Trump's tariff policy has impacted global markets, with the U.S. stock market entering a bear market and foreign investors significantly lowering their expectations for U.S. economic growth. JPMorgan's latest forecast indicates that due to Trump's global tariff policy, the U.S. may face an economic recession this year. Investors need to be aware of the risks of stagflation, and the Federal Reserve may need to accelerate the pace of interest rate cuts.
JPMorgan noted in a report on Friday that due to the implementation of Trump's global tariffs, the forecast for U.S. GDP growth for the year is expected to shift from positive to negative, dropping from the previously estimated 1.3% to -0.3%. At the same time, the unemployment rate is expected to rise to 5.3%.

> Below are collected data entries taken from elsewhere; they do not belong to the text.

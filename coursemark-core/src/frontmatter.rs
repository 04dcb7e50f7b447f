//! Frontmatter parsing from markdown files.

use regex::Regex;
use serde_yaml::{Mapping, Value};
use std::sync::OnceLock;
use thiserror::Error;

#[derive(Error, Debug)]
pub enum FrontmatterError {
    #[error("Invalid YAML in frontmatter: {0}")]
    YamlError(#[from] serde_yaml::Error),

    #[error("Frontmatter is not closed (missing second '---' line)")]
    Unclosed,

    #[error("Frontmatter must be a mapping of key: value pairs")]
    NotAMapping,
}

impl FrontmatterError {
    /// 1-based line in the file where the problem was found
    pub fn line(&self) -> usize {
        match self {
            // serde_yaml lines are relative to the YAML block, which starts on line 2
            FrontmatterError::YamlError(e) => e.location().map(|loc| loc.line() + 1).unwrap_or(1),
            FrontmatterError::Unclosed | FrontmatterError::NotAMapping => 1,
        }
    }
}

/// A value in frontmatter had the wrong YAML type
#[derive(Debug, Clone, PartialEq, Eq)]
pub struct TypeMismatch {
    pub key: String,
    pub expected: &'static str,
    pub found: &'static str,
}

static FRONTMATTER_REGEX: OnceLock<Regex> = OnceLock::new();

fn frontmatter_regex() -> &'static Regex {
    FRONTMATTER_REGEX.get_or_init(|| {
        Regex::new(r"(?ms)\A---[ \t]*\r?\n(.*?)^---[ \t]*(?:\r?\n|\z)").unwrap()
    })
}

/// Parsed frontmatter: loosely typed YAML with typed accessors
#[derive(Debug, Clone, Default)]
pub struct Frontmatter {
    values: Mapping,
    yaml: String,
}

/// Markdown content with its frontmatter split off
#[derive(Debug, Clone)]
pub struct Parsed<'a> {
    pub frontmatter: Frontmatter,
    pub body: &'a str,
    /// 1-based line number of the first body line
    pub body_line: usize,
}

/// Split frontmatter from markdown content
///
/// If no frontmatter is present, returns empty frontmatter with the full
/// content as body.
///
/// # Example
///
/// ```
/// use coursemark_core::frontmatter::parse_frontmatter;
///
/// let content = "---\nslug: intro\ntitle: Intro\n---\n# Page: Welcome\n";
///
/// let parsed = parse_frontmatter(content).unwrap();
/// assert_eq!(parsed.frontmatter.get_str("slug").unwrap(), Some("intro"));
/// assert_eq!(parsed.body_line, 5);
/// assert!(parsed.body.starts_with("# Page: Welcome"));
/// ```
pub fn parse_frontmatter(content: &str) -> Result<Parsed<'_>, FrontmatterError> {
    let content = content.strip_prefix('\u{feff}').unwrap_or(content);

    if let Some(captures) = frontmatter_regex().captures(content) {
        let whole = captures.get(0).map(|m| m.end()).unwrap_or(0);
        let yaml = captures.get(1).map(|m| m.as_str()).unwrap_or("");
        let body = &content[whole..];
        let body_line = content[..whole].matches('\n').count() + 1;

        let values = if yaml.trim().is_empty() {
            Mapping::new()
        } else {
            match serde_yaml::from_str::<Value>(yaml)? {
                Value::Mapping(map) => map,
                Value::Null => Mapping::new(),
                _ => return Err(FrontmatterError::NotAMapping),
            }
        };

        Ok(Parsed {
            frontmatter: Frontmatter {
                values,
                yaml: yaml.to_string(),
            },
            body,
            body_line,
        })
    } else if content.starts_with("---\n") || content.starts_with("---\r\n") {
        Err(FrontmatterError::Unclosed)
    } else {
        Ok(Parsed {
            frontmatter: Frontmatter::default(),
            body: content,
            body_line: 1,
        })
    }
}

impl Frontmatter {
    pub fn is_empty(&self) -> bool {
        self.values.is_empty()
    }

    pub fn contains(&self, key: &str) -> bool {
        self.values.contains_key(key)
    }

    fn value(&self, key: &str) -> Option<&Value> {
        self.values.get(key)
    }

    /// A string field. Missing and `null` are `None`; other types are rejected.
    pub fn get_str(&self, key: &str) -> Result<Option<&str>, TypeMismatch> {
        match self.value(key) {
            None | Some(Value::Null) => Ok(None),
            Some(Value::String(s)) => Ok(Some(s.as_str())),
            Some(other) => Err(TypeMismatch {
                key: key.to_string(),
                expected: "string",
                found: type_name(other),
            }),
        }
    }

    /// A string or list of strings (e.g. `tags`, `author`)
    pub fn get_string_list(&self, key: &str) -> Result<Vec<String>, TypeMismatch> {
        let mismatch = |found| TypeMismatch {
            key: key.to_string(),
            expected: "string or list of strings",
            found,
        };
        match self.value(key) {
            None | Some(Value::Null) => Ok(Vec::new()),
            Some(Value::String(s)) => Ok(vec![s.clone()]),
            Some(Value::Sequence(items)) => items
                .iter()
                .map(|item| match item {
                    Value::String(s) => Ok(s.clone()),
                    other => Err(mismatch(type_name(other))),
                })
                .collect(),
            Some(other) => Err(mismatch(type_name(other))),
        }
    }

    pub fn get_bool(&self, key: &str) -> Result<Option<bool>, TypeMismatch> {
        match self.value(key) {
            None | Some(Value::Null) => Ok(None),
            Some(Value::Bool(b)) => Ok(Some(*b)),
            Some(other) => Err(TypeMismatch {
                key: key.to_string(),
                expected: "boolean",
                found: type_name(other),
            }),
        }
    }

    /// Tag list, tolerating a malformed value by treating it as no tags
    pub fn tags(&self) -> Vec<String> {
        self.get_string_list("tags").unwrap_or_default()
    }

    /// 1-based file line on which `key` is defined
    pub fn line_of(&self, key: &str) -> Option<usize> {
        self.yaml.lines().enumerate().find_map(|(idx, line)| {
            let rest = line.strip_prefix(key)?;
            rest.trim_start().starts_with(':').then_some(idx + 2)
        })
    }
}

fn type_name(value: &Value) -> &'static str {
    match value {
        Value::Null => "null",
        Value::Bool(_) => "boolean",
        Value::Number(_) => "number",
        Value::String(_) => "string",
        Value::Sequence(_) => "list",
        Value::Mapping(_) => "mapping",
        Value::Tagged(_) => "tagged value",
    }
}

After the announcement of Trump’s tariff policy, the U.S. stock market experienced a sharp decline in just two days, with the S&P 500 index falling to its lowest point in 11 months. In merely two trading days, the market value evaporated by $5.4 trillion, officially entering a bear market. The investment community is worried that the risks of economic stagnation and stagflation may soon become a reality.
JPMorgan expects that the Federal Reserve will begin cutting interest rates in June of this year and will continue to lower rates at future meetings, ultimately adjusting the benchmark rate from the current range of 4.25%-4.5% to a range of 2.75%-3%.